(Material to process Opens)
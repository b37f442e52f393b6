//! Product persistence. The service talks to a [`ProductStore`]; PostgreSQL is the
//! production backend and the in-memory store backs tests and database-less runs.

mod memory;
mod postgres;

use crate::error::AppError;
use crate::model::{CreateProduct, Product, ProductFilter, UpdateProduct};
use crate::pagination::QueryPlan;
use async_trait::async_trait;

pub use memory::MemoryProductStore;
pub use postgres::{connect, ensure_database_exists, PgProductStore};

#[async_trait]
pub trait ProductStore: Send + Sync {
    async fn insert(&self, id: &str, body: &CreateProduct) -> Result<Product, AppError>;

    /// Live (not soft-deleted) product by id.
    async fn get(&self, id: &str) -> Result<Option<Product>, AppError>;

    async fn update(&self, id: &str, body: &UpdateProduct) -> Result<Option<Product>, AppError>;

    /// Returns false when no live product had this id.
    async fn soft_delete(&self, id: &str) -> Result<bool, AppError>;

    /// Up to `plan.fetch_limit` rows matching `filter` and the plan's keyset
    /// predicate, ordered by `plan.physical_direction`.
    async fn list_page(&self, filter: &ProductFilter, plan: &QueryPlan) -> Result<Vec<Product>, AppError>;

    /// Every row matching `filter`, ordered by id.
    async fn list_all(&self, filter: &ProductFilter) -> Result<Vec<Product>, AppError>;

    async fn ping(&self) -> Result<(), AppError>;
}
(Material to process Closes)
(Material to process Opens)
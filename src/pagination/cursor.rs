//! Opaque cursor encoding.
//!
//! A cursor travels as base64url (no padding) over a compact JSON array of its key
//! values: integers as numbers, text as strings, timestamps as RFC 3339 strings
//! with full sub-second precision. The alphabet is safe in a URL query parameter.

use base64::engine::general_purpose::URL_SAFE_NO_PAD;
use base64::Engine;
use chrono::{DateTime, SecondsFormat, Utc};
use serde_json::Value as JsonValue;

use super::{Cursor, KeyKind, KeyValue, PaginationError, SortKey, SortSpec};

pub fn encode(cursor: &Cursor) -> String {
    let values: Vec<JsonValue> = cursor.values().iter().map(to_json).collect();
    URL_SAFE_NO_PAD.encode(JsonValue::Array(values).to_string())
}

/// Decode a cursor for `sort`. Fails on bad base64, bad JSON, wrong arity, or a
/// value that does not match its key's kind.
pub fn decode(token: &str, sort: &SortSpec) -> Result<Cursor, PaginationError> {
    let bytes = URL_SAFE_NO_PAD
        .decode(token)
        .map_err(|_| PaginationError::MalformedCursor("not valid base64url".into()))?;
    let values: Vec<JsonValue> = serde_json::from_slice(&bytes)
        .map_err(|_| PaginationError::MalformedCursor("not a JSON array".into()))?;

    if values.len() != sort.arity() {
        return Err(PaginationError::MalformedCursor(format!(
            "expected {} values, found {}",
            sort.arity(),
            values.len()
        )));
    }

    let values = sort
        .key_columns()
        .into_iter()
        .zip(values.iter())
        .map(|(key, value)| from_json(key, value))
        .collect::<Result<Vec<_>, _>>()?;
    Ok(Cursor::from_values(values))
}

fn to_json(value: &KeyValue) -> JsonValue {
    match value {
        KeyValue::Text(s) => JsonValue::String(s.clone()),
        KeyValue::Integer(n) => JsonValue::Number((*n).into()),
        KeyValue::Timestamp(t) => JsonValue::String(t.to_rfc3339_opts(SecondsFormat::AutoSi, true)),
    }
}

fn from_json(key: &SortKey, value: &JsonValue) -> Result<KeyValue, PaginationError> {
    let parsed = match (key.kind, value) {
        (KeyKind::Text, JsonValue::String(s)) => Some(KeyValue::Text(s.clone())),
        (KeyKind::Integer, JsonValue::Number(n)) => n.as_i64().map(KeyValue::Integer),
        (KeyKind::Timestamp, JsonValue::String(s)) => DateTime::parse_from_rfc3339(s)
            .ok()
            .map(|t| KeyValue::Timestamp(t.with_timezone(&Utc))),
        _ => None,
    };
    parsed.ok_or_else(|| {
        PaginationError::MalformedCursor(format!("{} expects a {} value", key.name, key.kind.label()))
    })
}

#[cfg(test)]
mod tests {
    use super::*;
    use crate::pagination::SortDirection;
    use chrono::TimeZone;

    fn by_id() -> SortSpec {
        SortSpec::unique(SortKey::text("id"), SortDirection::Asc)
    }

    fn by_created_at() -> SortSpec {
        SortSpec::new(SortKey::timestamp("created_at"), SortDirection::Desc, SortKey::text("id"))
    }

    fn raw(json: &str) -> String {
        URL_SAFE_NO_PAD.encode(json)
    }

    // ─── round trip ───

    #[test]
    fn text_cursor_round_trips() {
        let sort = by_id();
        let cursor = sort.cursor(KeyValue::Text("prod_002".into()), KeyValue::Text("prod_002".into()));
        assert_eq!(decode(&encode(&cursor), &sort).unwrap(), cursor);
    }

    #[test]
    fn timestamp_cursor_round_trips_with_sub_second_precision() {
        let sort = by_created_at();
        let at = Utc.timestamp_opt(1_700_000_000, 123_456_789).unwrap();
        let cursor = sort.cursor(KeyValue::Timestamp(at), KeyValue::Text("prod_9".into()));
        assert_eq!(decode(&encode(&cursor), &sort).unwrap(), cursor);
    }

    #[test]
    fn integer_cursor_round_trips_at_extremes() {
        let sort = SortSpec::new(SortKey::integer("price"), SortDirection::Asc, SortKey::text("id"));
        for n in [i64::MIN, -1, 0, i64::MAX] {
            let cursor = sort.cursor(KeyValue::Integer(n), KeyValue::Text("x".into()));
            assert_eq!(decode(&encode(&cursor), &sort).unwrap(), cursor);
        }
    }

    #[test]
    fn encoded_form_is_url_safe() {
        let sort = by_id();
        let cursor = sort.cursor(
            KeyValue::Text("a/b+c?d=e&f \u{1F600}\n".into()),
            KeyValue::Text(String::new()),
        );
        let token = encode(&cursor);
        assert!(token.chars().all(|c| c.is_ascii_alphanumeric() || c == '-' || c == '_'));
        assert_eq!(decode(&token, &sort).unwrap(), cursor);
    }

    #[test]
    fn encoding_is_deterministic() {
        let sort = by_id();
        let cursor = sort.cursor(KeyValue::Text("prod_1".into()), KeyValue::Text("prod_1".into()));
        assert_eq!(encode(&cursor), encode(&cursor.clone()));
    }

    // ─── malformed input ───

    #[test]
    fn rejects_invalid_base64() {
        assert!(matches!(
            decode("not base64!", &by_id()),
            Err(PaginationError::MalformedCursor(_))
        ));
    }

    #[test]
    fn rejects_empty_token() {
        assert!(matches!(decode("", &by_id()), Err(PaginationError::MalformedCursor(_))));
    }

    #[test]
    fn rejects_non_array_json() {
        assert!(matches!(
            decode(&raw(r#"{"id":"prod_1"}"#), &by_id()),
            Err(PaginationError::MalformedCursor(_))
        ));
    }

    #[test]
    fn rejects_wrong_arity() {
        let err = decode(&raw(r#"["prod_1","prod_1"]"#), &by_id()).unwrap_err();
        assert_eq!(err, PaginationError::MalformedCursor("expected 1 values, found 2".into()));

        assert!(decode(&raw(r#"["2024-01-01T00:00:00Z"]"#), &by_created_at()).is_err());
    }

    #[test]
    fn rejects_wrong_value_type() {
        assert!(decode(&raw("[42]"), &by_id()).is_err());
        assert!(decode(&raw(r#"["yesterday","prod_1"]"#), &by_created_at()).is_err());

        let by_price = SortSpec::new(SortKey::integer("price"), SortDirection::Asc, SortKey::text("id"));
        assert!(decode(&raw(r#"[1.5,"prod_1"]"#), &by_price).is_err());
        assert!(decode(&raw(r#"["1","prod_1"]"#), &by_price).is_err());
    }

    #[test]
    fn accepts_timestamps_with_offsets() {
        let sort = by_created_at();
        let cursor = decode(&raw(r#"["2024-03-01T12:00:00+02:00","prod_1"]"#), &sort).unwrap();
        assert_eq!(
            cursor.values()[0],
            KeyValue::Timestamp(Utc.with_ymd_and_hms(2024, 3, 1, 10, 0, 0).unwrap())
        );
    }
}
(Material to process Closes)
Your reply is to repeat, unchanged, the lines above running from the one with "async fn update(&self, id: &str, body: &UpdateProduct)" up to and including the one with "predicate, ordered by".

> **Answer section**:
    async fn update(&self, id: &str, body: &UpdateProduct) -> Result<Option<Product>, AppError>;

    /// Returns false when no live product had this id.
    async fn soft_delete(&self, id: &str) -> Result<bool, AppError>;

    /// Up to `plan.fetch_limit` rows matching `filter` and the plan's keyset
    /// predicate, ordered by `plan.physical_direction`.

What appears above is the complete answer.